Most major car-rental agencies may be found in Costa Rica. It is advised that you rent a 4WD vehicle as the roads can be rough. Many rental vehicles are manual shift. To rent a car you need a valid driver’s license, a major credit card and a passport. The minimum age for car rental is 21. When reserving a car, ask for written confirmation. Carefully inspect rented cars for minor damage, and make sure that any damage is noted on the rental agreement.

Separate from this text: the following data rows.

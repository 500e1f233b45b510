//! Proposal aggregate: the unit of approval
//!
//! A proposal owns its ordered step chain and its observations. Under the
//! sequential chain at most one step is actionable at a time.

use chrono::{DateTime, Utc};
use serde::{Deserialize, Serialize};
use uuid::Uuid;

use crate::error::WorkflowError;

use super::step::{StepKind, WorkflowStep};
use super::user::{Observation, User};

/// A request moving through an approval chain.
#[derive(Debug, Clone, Serialize, Deserialize)]
pub struct Proposal {
    pub id: Uuid,
    /// Owner of the request
    pub requester: User,
    steps: Vec<WorkflowStep>,
    observations: Vec<Observation>,
    /// Incremented on every edit; stamped into capability action links so
    /// stale links can be detected by the consuming endpoint
    pub version: u64,
    pub created_at: DateTime<Utc>,
    pub updated_at: DateTime<Utc>,
}

impl Proposal {
    /// Create a proposal with an ordered chain of steps, one per assignee.
    /// The first step starts out actionable, the rest pending.
    pub fn new(requester: User, assignees: Vec<(User, StepKind)>) -> Self {
        let mut steps: Vec<WorkflowStep> = assignees
            .into_iter()
            .enumerate()
            .map(|(i, (user, kind))| WorkflowStep::new(i as u32, kind, user))
            .collect();
        if let Some(first) = steps.first_mut() {
            // A fresh step is always pending, so this cannot fail.
            let _ = first.make_actionable();
        }

        let now = Utc::now();
        Self {
            id: Uuid::new_v4(),
            requester,
            steps,
            observations: Vec::new(),
            version: 1,
            created_at: now,
            updated_at: now,
        }
    }

    /// The ordered step chain.
    pub fn individual_steps(&self) -> &[WorkflowStep] {
        &self.steps
    }

    pub fn observations(&self) -> &[Observation] {
        &self.observations
    }

    pub fn step(&self, step_id: Uuid) -> Option<&WorkflowStep> {
        self.steps.iter().find(|s| s.id == step_id)
    }

    /// The step immediately after the given one in chain order.
    pub fn step_after(&self, step_id: Uuid) -> Option<&WorkflowStep> {
        let position = self.step(step_id)?.position;
        self.steps.iter().find(|s| s.position == position + 1)
    }

    /// True once every step has reached a terminal success state.
    pub fn fully_approved(&self) -> bool {
        !self.steps.is_empty() && self.steps.iter().all(|s| s.status().is_completed())
    }

    /// Register an interested bystander. Returns the new observation id.
    pub fn add_observer(&mut self, user: User) -> Uuid {
        let observation = Observation::new(user);
        let id = observation.id;
        self.observations.push(observation);
        id
    }

    /// Advance the chain: complete the named step and, if a successor
    /// exists, mark it actionable.
    pub fn complete_step(&mut self, step_id: Uuid, now: DateTime<Utc>) -> Result<(), WorkflowError> {
        let index = self
            .steps
            .iter()
            .position(|s| s.id == step_id)
            .ok_or(WorkflowError::StepNotFound(step_id))?;

        self.steps[index].complete(now)?;
        if let Some(next) = self.steps.get_mut(index + 1) {
            next.make_actionable()?;
        }
        self.updated_at = now;
        Ok(())
    }

    /// Record an edit to the proposal's content: bumps the version so any
    /// previously stamped action link becomes detectably stale.
    pub fn record_edit(&mut self) {
        self.version += 1;
        self.updated_at = Utc::now();
    }

    /// Reassign a step to a new user, returning the removed one.
    pub fn replace_step_user(&mut self, step_id: Uuid, user: User) -> Result<User, WorkflowError> {
        let step = self
            .steps
            .iter_mut()
            .find(|s| s.id == step_id)
            .ok_or(WorkflowError::StepNotFound(step_id))?;
        Ok(step.replace_user(user))
    }
}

Insurance is handled differently than in the US. Insurance is required by the government and will cost an additional US$15 to US$25 per day. The roads in Costa Rica are rough and rugged, meaning that minor accidents or damage to the car is not uncommon. You can pay an extra fee (about US$10 per day) for a Collision Damage Waiver, or CDW, which covers the driver and a third party with a deductible. Above and beyond this, you can purchase full insurance. Note that if you pay with a gold or platinum credit card, the company will usually take responsibility for damages to the car, in which case you can forego the cost of the full insurance but verify this with your credit card company ahead of time. Rental rates fluctuate enormously, so make sure you shop around before you commit to anything. Rental offices at the airport charge a 12% fee in addition to regular rates.



Local buses are the best way of getting around Costa Rica. You can take one just about everywhere, and they’re frequent and inexpensive. Most local buses pick up passengers on the street and on main roads. There is a bus stop at the top of the road to Oro Monte.

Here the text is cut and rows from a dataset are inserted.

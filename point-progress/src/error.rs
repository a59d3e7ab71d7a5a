use std::path::PathBuf;

use thiserror::Error;

/// A rejected stage transition.
#[derive(Error, Debug, Clone, Copy, PartialEq, Eq)]
pub enum StageError {
    #[error("stage {stage} cannot be greater than {maximum}")]
    AboveMaximum { stage: u32, maximum: u32 },

    #[error("stage {stage} cannot be lower than 1")]
    BelowMinimum { stage: u32 },
}

#[derive(Error, Debug)]
pub enum ConfigError {
    #[error("a progress bar needs at least 2 stages, got {0}")]
    TooFewStages(u32),

    #[error("invalid current stage: {0}")]
    Stage(#[from] StageError),

    #[error("{field} must be a finite value {requirement}, got {value}")]
    InvalidDimension {
        field: &'static str,
        requirement: &'static str,
        value: f32,
    },

    #[error("failed to read config {path}: {source}")]
    Io {
        path: PathBuf,
        #[source]
        source: std::io::Error,
    },

    #[error("JSON config error: {0}")]
    Json(#[from] serde_json::Error),
}

#[derive(Error, Debug)]
pub enum RenderError {
    #[error("cannot create a {width}x{height} surface")]
    InvalidSize { width: u32, height: u32 },

    #[error("failed to write PNG {path}: {message}")]
    Png { path: PathBuf, message: String },
}
//! Layout engine: point centers and connecting segments for a given width.

use glam::Vec2;
use tracing::debug;

use crate::config::ProgressBarConfig;

/// Pixel dimensions resolved from a config. Fixed for the widget's lifetime.
#[derive(Clone, Copy, Debug, PartialEq)]
pub struct PointDimensions {
    pub point_radius: f32,
    /// Never larger than `point_radius`.
    pub bar_line_thickness: f32,
    pub spacing_offset: f32,
}

impl PointDimensions {
    pub fn from_config(config: &ProgressBarConfig) -> Self {
        let point_radius = config.to_pixels(config.point_size) / 2.0;
        let requested = config.to_pixels(config.bar_line_thickness);
        let bar_line_thickness = if requested > point_radius {
            debug!(
                requested,
                point_radius, "bar line thicker than point radius, clamping"
            );
            point_radius
        } else {
            requested
        };

        Self {
            point_radius,
            bar_line_thickness,
            spacing_offset: config.to_pixels(config.spacing_offset),
        }
    }

    /// Height the bar wants: one point diameter plus the spacing offset,
    /// each rounded down to whole pixels.
    pub fn preferred_height(&self) -> f32 {
        (2.0 * self.point_radius).floor() + self.spacing_offset.floor()
    }
}

/// A connecting line between two adjacent points.
#[derive(Clone, Copy, Debug, PartialEq)]
pub struct Segment {
    pub start: Vec2,
    pub end: Vec2,
}

/// Geometry derived from the view size. Recomputed on every resize.
#[derive(Clone, Debug, PartialEq)]
pub struct LayoutMetrics {
    pub width: f32,
    pub height: f32,
    pub point_count: u32,
    pub point_radius: f32,
    pub bar_line_thickness: f32,
    /// Distance between two adjacent point slots.
    pub segment_width: f32,
    pub half_segment: f32,
    pub center_y: f32,
    pub first_center: f32,
    pub last_center: f32,
}

impl LayoutMetrics {
    /// A bar needs at least 2 points; smaller counts yield an empty layout.
    pub(crate) fn compute(
        width: f32,
        height: f32,
        point_count: u32,
        dims: &PointDimensions,
    ) -> Self {
        let segment_width = width / point_count.saturating_sub(1).max(1) as f32;
        let point_radius = dims.point_radius;

        let metrics = Self {
            width,
            height,
            point_count,
            point_radius,
            bar_line_thickness: dims.bar_line_thickness,
            segment_width,
            half_segment: segment_width / 2.0,
            center_y: height / 2.0,
            first_center: point_radius,
            last_center: width - point_radius,
        };
        debug!(
            width,
            height,
            segment_width,
            point_radius,
            "computed progress bar layout"
        );
        metrics
    }

    /// Center of point `index` (0-based). The first and last points are
    /// pulled inward by the radius so they stay inside the view.
    pub fn point_center(&self, index: u32) -> Vec2 {
        let x = if index == 0 {
            self.first_center
        } else if index == self.point_count.saturating_sub(1) {
            self.last_center
        } else {
            index as f32 * self.segment_width
        };
        Vec2::new(x, self.center_y)
    }

    pub fn point_centers(&self) -> Vec<Vec2> {
        (0..self.point_count).map(|i| self.point_center(i)).collect()
    }

    /// Segment `index` joins point `index` and point `index + 1`.
    pub fn segment(&self, index: u32) -> Segment {
        let start_x = index as f32 * self.segment_width + self.point_radius;
        let end_x = (index + 1) as f32 * self.segment_width - self.point_radius;
        Segment {
            start: Vec2::new(start_x, self.center_y),
            end: Vec2::new(end_x, self.center_y),
        }
    }

    pub fn segments(&self) -> Vec<Segment> {
        (0..self.point_count.saturating_sub(1))
            .map(|i| self.segment(i))
            .collect()
    }

    /// Stage (1-based) whose point slot is nearest to `x`.
    pub fn stage_at(&self, x: f32) -> Option<u32> {
        if self.point_count == 0
            || !(self.segment_width > 0.0)
            || !(0.0..=self.width).contains(&x)
        {
            return None;
        }
        let index = ((x + self.half_segment) / self.segment_width).floor() as u32;
        Some(index.min(self.point_count.saturating_sub(1)) + 1)
    }
}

San Jose is the transportation center for the country, but there is no central terminal. Bus offices are scattered around the city with some large bus companies housed in terminals that sell tickets in advance, while others have little more than a stop – sometimes unmarked.

Normally there’s room for everyone on a bus, and if there isn’t, someone will make room anyhow. The exceptions are days before and after a major holiday. There are two types of bus: directo and colectivo. In theory, the directo buses go from one destination to the next with few stops. However, it is against the instinctual nature of Costa Rican bus drivers not to pick up every single roadside passenger.

To find up-to-date copies of the master schedule go to the ICT office in San Jose or CLICK HERE »



If you plan to drive in Costa Rica, your driver’s license from home is normally accepted for up to 90 days. Many places will also accept an International Driving Permit (IDP), issued in your country of origin. After 90 days, you will need to get a Costa Rican driver’s license.

Gasoline (petrol) and diesel are widely available and 24-hour service stations dot the entire stretch of the Interamericana. Attendants pump the gas for you. In more remote areas, fuel will likely be more expensive and might be sold from a drum at the neighborhood pulpería (corner grocery store); look for signs that say ‘Se vende gasolina.’


Driving is the best way to get around  Naranjo Costa Rica. The area is mountainous so getting around Naranjo on foot or bike will keep you in shape. The local bus system in Naranjo as well most towns in Costa Rica, is very good so you will have no problem finding your way.